Cette thèse ne passait évidemment pas du temps de Zine El Abidine Ben Ali et n’est pas passée chez Yadh Ben Achour lors de l’élaboration du mode du scrutin de 2011 qui est resté à ce jour le même et la constitution de 2014 a fini par sacraliser le rôle des partis dans la vie politique en Tunisie, au grand dam de Kaïs Saïed, l’érudit du droit constitutionnel (voir à ce sujet la vidéo de sa conférence sur l’histoire et les dessous des constituons iranienne, turque, française, tunisienne… faite devant un parterre de juristes).

Le projet utopique d’une démocratie directe sans partis

Aujourd’hui, il le constitutionnaliste est président élu par une très forte majorité. Il n’a pas cherché le conflit frontal après son élection; il a mis de côté son projet sans l’oublier. Il lui fallait un ennemi pour démonter le système en place, c’est le parlement. Car pour faire passer son projet il lui faut faire un référendum. Pour cela, il est sûr que le peuple suivra car le parlement et les élus actuels sont honnis par une forte majorité. Il se doit donc de continuer son discours conspirationniste (des partis qui aident les jeunes au voyage clandestin à Sfax, des organisations qui favorisent le départ de feu à Amdoun…) pour enfoncer les partis et les élus actuels.

Il a donc choisi la stratégie lente et non frontale du changement de la gouvernance du pays. Il est d’autant sûr de son fait qu’il représente à lui seul, lui qui n’est issu d’aucun parti, la réussite d’un tel concept de gouvernance, assez rare dans le monde à vrai dire.

Tout ceci en négligeant, consciemment ou pas, l’effet de la crise économique sur l’état émotionnel des gens et le risque de troubles sociaux qui peuvent déjouer ses desseins. C’est une course contre la montre. Il a engagé le bras de fer avec les partis, les pro-islam politique, les anti-corruption et les pro-ancien régime (les sociaux démocrates et les socio-libéraux étant des entités politiques populairement faibles), l’Assemblée des représentants du peuple (ARP) et ce qu’elle représente comme l’antipode de son projet… Il a pris le pouvoir total en nommant le chef de gouvernement lui-même et non proposé par les partis. Il finira aussi par choisir un gouvernement dont les membres sont non partisans. Son projet est donc sur les rails.
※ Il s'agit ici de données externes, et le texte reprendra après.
//! # musas-core — USAS Tagger Model Build Pipeline
//!
//! This crate turns a declarative language resource document into
//! installable USAS semantic tagger model packages. It is a build and
//! release tool, not a tagger: rule matching and neural inference live in
//! the external tagger library the packages are built for.
//!
//! ## Pipeline
//!
//! The data flows linearly, one model at a time:
//!
//! 1. **Schema** ([`resource`]): the resource document is parsed and fully
//!    validated (languages, lexicon URLs, rule composition, neural model
//!    references).
//! 2. **POS mapping** ([`pos_mapper`]): named mapping families are
//!    resolved to concrete, direction sensitive translation tables.
//! 3. **Configuration** ([`config`]): each model becomes an immutable
//!    tagger configuration, loading its lexicons ([`lexicon`]) on the way.
//! 4. **Packaging** ([`pipeline`], [`package`]): the initialized pipeline
//!    artifact is materialised as a source archive plus a wheel.
//! 5. **Enrichment** ([`meta`], [`readme`]): checksums, size and release
//!    notes are derived and the README regenerated.
//! 6. **Release** ([`release`]): packages are uploaded as tagged releases
//!    and the remote state verified.
//!
//! ## Example
//!
//! ```no_run
//! use std::path::Path;
//!
//! use musas_core::builder::create_models;
//! use musas_core::overview::overview_of_models;
//!
//! create_models(
//!     Path::new("models"),
//!     Path::new("language_resources.json"),
//!     "0",
//! )?;
//! println!("{}", overview_of_models(Path::new("models"))?);
//! # Ok::<(), musas_core::Error>(())
//! ```

pub mod builder;
pub mod config;
pub mod error;
pub mod lexicon;
pub mod meta;
pub mod overview;
pub mod package;
pub mod pipeline;
pub mod pos_mapper;
pub mod readme;
pub mod release;
pub mod resource;

pub use error::{Error, Result};
pub use resource::{LanguageResources, Model};

/// Version of the external tagger library the models are built against.
/// The packaged model version is `<major>.<minor>` of this, plus the model
/// element given on the command line.
pub const TAGGER_VERSION: &str = "0.3.3";

/// Repository the releases are published to; also the host of the
/// predictable asset download URLs.
pub const REPO_OWNER: &str = "UCREL";
pub const REPO_NAME: &str = "musas-models";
Faut-il soutenir Kaïs Saïed dans son projet ?

Serait-ce souhaitable ? Serait-ce possible? Serait-ce aventureux ou bien réfléchi ? Serait-ce profitable pour le pays et les citoyens? Faut-il soutenir Kaïs Saïed ?

Oui certainement mais la raison doit l’emporter, sans esprit de vengeance, ni rancune, ni ressentiment car personne n’y gagnera ni Kaïs Saïed ni ses détracteurs. On doit l’aider à être rationnel et prendre conscience davantage de la complexité du monde qui nous entoure. L’intérêt de la Tunisie et des Tunisiens étant le seul mobile pour n’importe quel dessein, innovant ou classique de la gestion publique.

En voilà des questions auxquelles on ne pourra répondre que dans quelques mois. D’ici là, la crise socio-économique pourrait tout remettre en cause, tellement elle sera profonde.

* Directeur général de Sigma Conseil.